L’ECONOMIA SECONDO DAVID GRAEBER: 5000 ANNI DI DEBITI
David Graeber, l’antropologo alle origini del movimento di Seattle e del movimento Occupy (suo lo slogan “Siamo il 99%”), rivoluziona la teoria sociale ed economica in un libro destinato a rimanere nel tempo. In uno stile colloquiale e diretto, attraverso l’indagine storica, antropologica, filosofica, teologica, Graeber ribalta la versione tradizionale sulle origini dei mercati. Mostra come l’istituzione del debito sia anteriore alla moneta e come da sempre sia oggetto di aspri conflitti sociali: in Mesopotamia i sovrani dovevano periodicamente rimediare con giubilei alla riduzione in schiavitù per debiti di ampie fasce della popolazione, pena la deflagrazione di tutta la società. Da allora, la nozione di debito si è estesa alla religione come cifra delle relazioni morali (“rimetti a noi i nostri debiti”) e domina i rapporti umani, definendo libertà e asservimento. Mercati e moneta non sorgono automaticamente dal baratto, come sostengono gli economisti fin dai tempi di Adam Smith, ma vengono creati dagli stati, che tassano i sudditi per finanziare le guerre e pagare i soldati. In quest’ottica, il conio della moneta si diffonde per imporre la sovranità dello stato e assicurare il pagamento uniforme dei tributi. L’economia commerciale, basata sulla calcolabilità impersonale, eclissa così le economie umane, basate sulla reciprocità personale. Da qui parte il libro “Debito, i primi 5000 anni” (euro 23; pp. 528) appena pubblicato da Il Saggiatore. L’autore sarà a Milano il 13 giugno e a Roma il 14 e il 15 giugno. (Naf)

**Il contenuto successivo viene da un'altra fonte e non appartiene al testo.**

//! host data, each tagged by what it is

use std::cmp::Ordering;
use std::fmt::{Display, Formatter, Result as FmtResult};
use std::rc::Rc;

use indexmap::IndexMap;

use crate::error::Error;
use crate::flag::{Atom, Tag};
use crate::pattern::Pattern;

/// anything reporting its classification
pub trait Typed {
    fn tag(&self) -> Tag;

    fn pattern(&self) -> Pattern {
        Pattern::atom(self.tag())
    }
}

/// a normalized fraction, denominator always positive
#[derive(Debug, Clone, Copy, PartialEq, Eq, Hash)]
pub struct Ratio {
    num: i64,
    den: i64,
}

impl Ratio {
    /// `None` on a zero denominator or when the sign cannot be normalized
    pub fn new(num: i64, den: i64) -> Option<Ratio> {
        if 0 == den {
            return None;
        }
        let g = gcd(num.unsigned_abs(), den.unsigned_abs()).max(1);
        let (num, den) = (num / g as i64, den / g as i64);
        if den < 0 {
            Some(Ratio {
                num: num.checked_neg()?,
                den: den.checked_neg()?,
            })
        } else {
            Some(Ratio { num, den })
        }
    }

    pub fn numer(self) -> i64 {
        self.num
    }

    pub fn denom(self) -> i64 {
        self.den
    }

    pub fn to_f64(self) -> f64 {
        self.num as f64 / self.den as f64
    }
}

fn gcd(mut a: u64, mut b: u64) -> u64 {
    while 0 != b {
        (a, b) = (b, a % b);
    }
    a
}

impl From<i64> for Ratio {
    fn from(n: i64) -> Self {
        Ratio { num: n, den: 1 }
    }
}

impl Display for Ratio {
    fn fmt(&self, f: &mut Formatter) -> FmtResult {
        write!(f, "{}/{}", self.num, self.den)
    }
}

#[derive(Debug, Clone, PartialEq)]
pub enum Value {
    Nil,
    Bool(bool),
    Int(i64),
    Uint(u64),
    Float(f64),
    Ratio(Ratio),
    Byte(u8),
    Rune(char),
    Bytes(Rc<[u8]>),
    Str(Rc<str>),
    Error(Rc<Error>),
    Flag(Tag),
    Slice(Rc<[Value]>),
    Pair(Rc<(Value, Value)>),
    Map(Rc<IndexMap<Rc<str>, Value>>),
}

impl Typed for Value {
    fn tag(&self) -> Tag {
        match self {
            Value::Nil => Atom::Nil.into(),
            Value::Bool(_) => Atom::Bool.into(),
            Value::Int(_) => Atom::Int.into(),
            Value::Uint(_) => Atom::Uint.into(),
            Value::Float(_) => Atom::Float.into(),
            Value::Ratio(_) => Atom::Ratio.into(),
            Value::Byte(_) => Atom::Byte.into(),
            Value::Rune(_) => Atom::Rune.into(),
            Value::Bytes(_) => Atom::Bytes.into(),
            Value::Str(_) => Atom::String.into(),
            Value::Error(_) => Atom::Error.into(),
            Value::Flag(_) => Atom::Flag.into(),
            Value::Slice(items) => Atom::Vector | items.iter().map(Value::tag).collect::<Tag>(),
            Value::Pair(p) => Atom::Pair | p.0.tag() | p.1.tag(),
            Value::Map(m) => Atom::Map | m.values().map(Value::tag).collect::<Tag>(),
        }
    }
}

impl Value {
    /// `Nil` for a zero denominator
    pub fn ratio(num: i64, den: i64) -> Value {
        Ratio::new(num, den).map_or(Value::Nil, Value::Ratio)
    }

    pub fn map(entries: impl IntoIterator<Item = (impl Into<Rc<str>>, Value)>) -> Value {
        Value::Map(Rc::new(
            entries.into_iter().map(|(k, v)| (k.into(), v)).collect(),
        ))
    }

    pub fn is_empty(&self) -> bool {
        match self {
            Value::Nil => true,
            Value::Bytes(b) => b.is_empty(),
            Value::Str(s) => s.is_empty(),
            Value::Slice(s) => s.is_empty(),
            Value::Map(m) => m.is_empty(),
            _ => false,
        }
    }

    // capabilities {{{
    pub fn as_bool(&self) -> Option<bool> {
        match self {
            Value::Bool(b) => Some(*b),
            _ => None,
        }
    }

    /// any integer that fits
    pub fn as_int(&self) -> Option<i64> {
        if !Tag::INTEGERS.matches(self.tag()) && !Tag::from(Atom::Rune).matches(self.tag()) {
            return None;
        }
        match self {
            Value::Int(n) => Some(*n),
            Value::Uint(n) => i64::try_from(*n).ok(),
            Value::Byte(n) => Some(*n as i64),
            Value::Rune(c) => Some(*c as i64),
            _ => None,
        }
    }

    pub fn as_float(&self) -> Option<f64> {
        if !Tag::NUMBERS.matches(self.tag()) {
            return None;
        }
        match self {
            Value::Float(x) => Some(*x),
            Value::Ratio(r) => Some(r.to_f64()),
            Value::Uint(n) => Some(*n as f64),
            other => other.as_int().map(|n| n as f64),
        }
    }

    pub fn as_ratio(&self) -> Option<Ratio> {
        match self {
            Value::Ratio(r) => Some(*r),
            other if Tag::INTEGERS.matches(other.tag()) => other.as_int().map(Ratio::from),
            _ => None,
        }
    }

    pub fn as_str(&self) -> Option<&str> {
        match self {
            Value::Str(s) => Some(s),
            _ => None,
        }
    }

    pub fn as_bytes(&self) -> Option<&[u8]> {
        match self {
            Value::Bytes(b) => Some(b),
            Value::Str(s) => Some(s.as_bytes()),
            _ => None,
        }
    }

    pub fn as_slice(&self) -> Option<&[Value]> {
        match self {
            Value::Slice(s) => Some(s),
            _ => None,
        }
    }

    pub fn as_pair(&self) -> Option<(&Value, &Value)> {
        match self {
            Value::Pair(p) => Some((&p.0, &p.1)),
            _ => None,
        }
    }

    pub fn as_map(&self) -> Option<&IndexMap<Rc<str>, Value>> {
        match self {
            Value::Map(m) => Some(m),
            _ => None,
        }
    }

    pub fn as_error(&self) -> Option<&Error> {
        match self {
            Value::Error(e) => Some(e),
            _ => None,
        }
    }

    pub fn as_flag(&self) -> Option<Tag> {
        match self {
            Value::Flag(t) => Some(*t),
            _ => None,
        }
    }
    // }}}

    /// Order within a class: integers, then any numbers, letters by their
    /// text, booleans, flags by their bits, pairs by their left side. `None`
    /// across classes.
    pub fn compare(&self, other: &Value) -> Option<Ordering> {
        match (self, other) {
            (Value::Bool(l), Value::Bool(r)) => Some(l.cmp(r)),
            (Value::Flag(l), Value::Flag(r)) => Some(l.bits().cmp(&r.bits())),
            (Value::Rune(l), Value::Rune(r)) => Some(l.cmp(r)),
            (Value::Pair(l), Value::Pair(r)) => l.0.compare(&r.0),
            _ => {
                if let (Some(l), Some(r)) = (self.as_int(), other.as_int()) {
                    return Some(l.cmp(&r));
                }
                if let (Some(l), Some(r)) = (self.as_float(), other.as_float()) {
                    return Some(l.total_cmp(&r));
                }
                self.as_bytes().zip(other.as_bytes()).map(|(l, r)| l.cmp(r))
            }
        }
    }
}

// from host {{{
impl From<bool> for Value {
    fn from(b: bool) -> Self {
        Value::Bool(b)
    }
}

impl From<i64> for Value {
    fn from(n: i64) -> Self {
        Value::Int(n)
    }
}

impl From<i32> for Value {
    fn from(n: i32) -> Self {
        Value::Int(n.into())
    }
}

impl From<u64> for Value {
    fn from(n: u64) -> Self {
        Value::Uint(n)
    }
}

impl From<f64> for Value {
    fn from(x: f64) -> Self {
        Value::Float(x)
    }
}

impl From<u8> for Value {
    fn from(b: u8) -> Self {
        Value::Byte(b)
    }
}

impl From<char> for Value {
    fn from(c: char) -> Self {
        Value::Rune(c)
    }
}

impl From<&str> for Value {
    fn from(s: &str) -> Self {
        Value::Str(s.into())
    }
}

impl From<String> for Value {
    fn from(s: String) -> Self {
        Value::Str(s.into())
    }
}

impl From<&[u8]> for Value {
    fn from(b: &[u8]) -> Self {
        Value::Bytes(b.into())
    }
}

impl From<Ratio> for Value {
    fn from(r: Ratio) -> Self {
        Value::Ratio(r)
    }
}

impl From<Tag> for Value {
    fn from(t: Tag) -> Self {
        Value::Flag(t)
    }
}

impl From<Vec<Value>> for Value {
    fn from(v: Vec<Value>) -> Self {
        Value::Slice(v.into())
    }
}

impl From<(Value, Value)> for Value {
    fn from(p: (Value, Value)) -> Self {
        Value::Pair(Rc::new(p))
    }
}

impl From<Error> for Value {
    fn from(e: Error) -> Self {
        Value::Error(Rc::new(e))
    }
}

impl From<std::io::Error> for Value {
    fn from(e: std::io::Error) -> Self {
        Error::from(e).into()
    }
}
// }}}

impl Display for Value {
    fn fmt(&self, f: &mut Formatter) -> FmtResult {
        match self {
            Value::Nil => write!(f, "nil"),
            Value::Bool(b) => write!(f, "{b}"),
            Value::Int(n) => write!(f, "{n}"),
            Value::Uint(n) => write!(f, "{n}"),
            Value::Float(x) => write!(f, "{x}"),
            Value::Ratio(r) => write!(f, "{r}"),
            Value::Byte(b) => write!(f, "{b:#04x}"),
            Value::Rune(c) => write!(f, "{c:?}"),
            Value::Bytes(b) => write!(f, "{:?}", String::from_utf8_lossy(b)),
            Value::Str(s) => write!(f, "{s:?}"),
            Value::Error(e) => write!(f, "Error({e})"),
            Value::Flag(t) => write!(f, "{t}"),
            Value::Slice(items) => {
                write!(f, "[")?;
                for (k, it) in items.iter().enumerate() {
                    if 0 < k {
                        write!(f, ", ")?;
                    }
                    write!(f, "{it}")?;
                }
                write!(f, "]")
            }
            Value::Pair(p) => write!(f, "({}, {})", p.0, p.1),
            Value::Map(m) => {
                write!(f, "{{")?;
                for (k, (key, it)) in m.iter().enumerate() {
                    if 0 < k {
                        write!(f, ", ")?;
                    }
                    write!(f, "{key}: {it}")?;
                }
                write!(f, "}}")
            }
        }
    }
}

CON SACHA NASPINI “LE NOSTRE ASSENZE” DIVENTANO IMPERDONABILI
"Le nostre assenze" (euro 16; pp. 256) di Sacha Naspini, pubblicato da Eliot, non offre spazio né alla consolazione né alla rassegnazione. È un libro dalle molteplici anime che si fondono insieme tenendo il lettore costantemente con il fiato sospeso. È un romanzo perfettamente circolare che alla fine rimette ogni cosa al suo posto ma non nel modo che ci saremmo immaginati. È un racconto crudo e a tratti crudele sui segni indelebili provocati dall’assenza o ancora meglio dalla sparizione di una persona cara. È anche un romanzo di formazione che cerca di scavare nelle cause che ci nascondono dietro ad alcuni comportamenti apparentemente incomprensibili. La nostre assenze inizia raccontando la storia di un rapporto d’amicizia non convenzionale tra il protagonista del libro, un bambino grasso, benestante e infelice e un bambino poverissimo ma bello. Da quest’amicizia, raccontata in modo tutt’altro che banale, prenderanno il via una serie di vicende drammatiche che culmineranno molti anni dopo in America. A fare da filo conduttore saranno proprio delle imperdonabili assenze che talvolta lasciano soltanto un tenero rimpianto (come nel caso della nonna del protagonista che trascorre la sua intera esistenza nel ricordo di un suo amore di gioventù scomparso senza dare spiegazioni) ma altre volte provocano delle ferite che sono vere e proprie lacerazioni, impossibili da curare. A completare il libro e a fare da splendida cornice ci pensa un'ambientazione molto evocativa e suggestiva, vicino a Follonica, che gli abitanti del posto riconosceranno immediatamente. (Cma)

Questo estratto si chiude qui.